[Data extracted from a collection]

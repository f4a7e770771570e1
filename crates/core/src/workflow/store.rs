//! Durable session store used to persist paused workflows.
//!
//! Records are JSON values keyed by `(session_id, key)`.

use crate::supervisor::snapshot::sanitize_id;
use async_trait::async_trait;
use parking_lot::Mutex;
use serde_json::Value;
use std::collections::{BTreeMap, HashMap};
use std::path::{Path, PathBuf};
use thiserror::Error;
use tokio::fs;

#[derive(Error, Debug)]
pub enum StoreError {
    #[error("Store I/O error at {path}: {source}")]
    Io {
        path: PathBuf,
        #[source]
        source: std::io::Error,
    },
    #[error("Failed to (de)serialize record {key}: {source}")]
    Serialization {
        key: String,
        #[source]
        source: serde_json::Error,
    },
}

/// Key/value persistence scoped by session.
#[async_trait]
pub trait SessionStore: Send + Sync {
    /// Write a record, replacing any previous value.
    async fn save(&self, session_id: &str, key: &str, value: &Value) -> Result<(), StoreError>;

    async fn load(&self, session_id: &str, key: &str) -> Result<Option<Value>, StoreError>;

    /// Remove a record. Returns `true` if it existed.
    async fn delete(&self, session_id: &str, key: &str) -> Result<bool, StoreError>;

    /// Keys stored for a session, sorted.
    async fn list(&self, session_id: &str) -> Result<Vec<String>, StoreError>;
}

/// Stores each record as `<root>/<session>/<key>.json`.
#[derive(Debug, Clone)]
pub struct JsonFileStore {
    root: PathBuf,
}

impl JsonFileStore {
    pub fn new(root: impl Into<PathBuf>) -> Self {
        Self { root: root.into() }
    }

    pub fn root(&self) -> &Path {
        &self.root
    }

    fn session_dir(&self, session_id: &str) -> PathBuf {
        self.root.join(sanitize_id(session_id))
    }

    fn record_path(&self, session_id: &str, key: &str) -> PathBuf {
        self.session_dir(session_id)
            .join(format!("{}.json", sanitize_id(key)))
    }
}

fn io_err(path: &Path) -> impl FnOnce(std::io::Error) -> StoreError + '_ {
    move |source| StoreError::Io {
        path: path.to_path_buf(),
        source,
    }
}

#[async_trait]
impl SessionStore for JsonFileStore {
    async fn save(&self, session_id: &str, key: &str, value: &Value) -> Result<(), StoreError> {
        let dir = self.session_dir(session_id);
        fs::create_dir_all(&dir).await.map_err(io_err(&dir))?;

        let path = self.record_path(session_id, key);
        let json = serde_json::to_vec_pretty(value).map_err(|source| StoreError::Serialization {
            key: key.to_string(),
            source,
        })?;
        let tmp = path.with_extension("json.tmp");
        fs::write(&tmp, json).await.map_err(io_err(&tmp))?;
        fs::rename(&tmp, &path).await.map_err(io_err(&path))?;
        Ok(())
    }

    async fn load(&self, session_id: &str, key: &str) -> Result<Option<Value>, StoreError> {
        let path = self.record_path(session_id, key);
        let bytes = match fs::read(&path).await {
            Ok(bytes) => bytes,
            Err(e) if e.kind() == std::io::ErrorKind::NotFound => return Ok(None),
            Err(e) => return Err(io_err(&path)(e)),
        };
        serde_json::from_slice(&bytes)
            .map(Some)
            .map_err(|source| StoreError::Serialization {
                key: key.to_string(),
                source,
            })
    }

    async fn delete(&self, session_id: &str, key: &str) -> Result<bool, StoreError> {
        let path = self.record_path(session_id, key);
        match fs::remove_file(&path).await {
            Ok(()) => Ok(true),
            Err(e) if e.kind() == std::io::ErrorKind::NotFound => Ok(false),
            Err(e) => Err(io_err(&path)(e)),
        }
    }

    async fn list(&self, session_id: &str) -> Result<Vec<String>, StoreError> {
        let dir = self.session_dir(session_id);
        let mut entries = match fs::read_dir(&dir).await {
            Ok(entries) => entries,
            Err(e) if e.kind() == std::io::ErrorKind::NotFound => return Ok(Vec::new()),
            Err(e) => return Err(io_err(&dir)(e)),
        };

        let mut keys = Vec::new();
        while let Some(entry) = entries.next_entry().await.map_err(io_err(&dir))? {
            let name = entry.file_name();
            if let Some(key) = name.to_str().and_then(|n| n.strip_suffix(".json")) {
                keys.push(key.to_string());
            }
        }
        keys.sort();
        Ok(keys)
    }
}

/// In-memory store for tests and ephemeral daemons.
#[derive(Debug, Default)]
pub struct MemoryStore {
    records: Mutex<HashMap<String, BTreeMap<String, Value>>>,
}

impl MemoryStore {
    pub fn new() -> Self {
        Self::default()
    }
}

#[async_trait]
impl SessionStore for MemoryStore {
    async fn save(&self, session_id: &str, key: &str, value: &Value) -> Result<(), StoreError> {
        self.records
            .lock()
            .entry(session_id.to_string())
            .or_default()
            .insert(key.to_string(), value.clone());
        Ok(())
    }

    async fn load(&self, session_id: &str, key: &str) -> Result<Option<Value>, StoreError> {
        Ok(self
            .records
            .lock()
            .get(session_id)
            .and_then(|session| session.get(key))
            .cloned())
    }

    async fn delete(&self, session_id: &str, key: &str) -> Result<bool, StoreError> {
        Ok(self
            .records
            .lock()
            .get_mut(session_id)
            .is_some_and(|session| session.remove(key).is_some()))
    }

    async fn list(&self, session_id: &str) -> Result<Vec<String>, StoreError> {
        Ok(self
            .records
            .lock()
            .get(session_id)
            .map(|session| session.keys().cloned().collect())
            .unwrap_or_default())
    }
}

#[cfg(test)]
mod tests {
    use super::*;
    use serde_json::json;
    use tempfile::TempDir;

    #[tokio::test]
    async fn test_json_file_store_lifecycle() {
        let temp_dir = TempDir::new().unwrap();
        let store = JsonFileStore::new(temp_dir.path());

        assert!(store.load("s-1", "wf-1").await.unwrap().is_none());
        store.save("s-1", "wf-1", &json!({"phase": 2})).await.unwrap();
        store.save("s-1", "wf-0", &json!({"phase": 0})).await.unwrap();

        assert!(temp_dir.path().join("s-1/wf-1.json").exists());
        assert_eq!(store.load("s-1", "wf-1").await.unwrap(), Some(json!({"phase": 2})));
        assert_eq!(store.list("s-1").await.unwrap(), vec!["wf-0", "wf-1"]);
        assert!(store.list("s-2").await.unwrap().is_empty());

        assert!(store.delete("s-1", "wf-1").await.unwrap());
        assert!(!store.delete("s-1", "wf-1").await.unwrap());
        assert_eq!(store.list("s-1").await.unwrap(), vec!["wf-0"]);
    }

    #[tokio::test]
    async fn test_json_file_store_sanitizes_keys() {
        let temp_dir = TempDir::new().unwrap();
        let store = JsonFileStore::new(temp_dir.path());

        store.save("../escape", "a/b", &json!(1)).await.unwrap();
        assert!(temp_dir.path().join(".._escape/a_b.json").exists());
        assert_eq!(store.load("../escape", "a/b").await.unwrap(), Some(json!(1)));
    }

    #[tokio::test]
    async fn test_corrupt_record() {
        let temp_dir = TempDir::new().unwrap();
        let store = JsonFileStore::new(temp_dir.path());
        std::fs::create_dir_all(temp_dir.path().join("s")).unwrap();
        std::fs::write(temp_dir.path().join("s/k.json"), "{not json").unwrap();

        let err = store.load("s", "k").await.unwrap_err();
        assert!(matches!(err, StoreError::Serialization { .. }));
    }

    #[tokio::test]
    async fn test_memory_store() {
        let store = MemoryStore::new();
        store.save("s", "b", &json!("two")).await.unwrap();
        store.save("s", "a", &json!("one")).await.unwrap();

        assert_eq!(store.list("s").await.unwrap(), vec!["a", "b"]);
        assert_eq!(store.load("s", "a").await.unwrap(), Some(json!("one")));
        assert!(store.delete("s", "a").await.unwrap());
        assert!(!store.delete("s", "a").await.unwrap());
        assert!(!store.delete("other", "a").await.unwrap());
    }
}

# [Work instructions]
In the records above, find the lines containing "exists" and copy them.

# [Written response]
        assert!(temp_dir.path().join("s-1/wf-1.json").exists());
        assert!(temp_dir.path().join(".._escape/a_b.json").exists());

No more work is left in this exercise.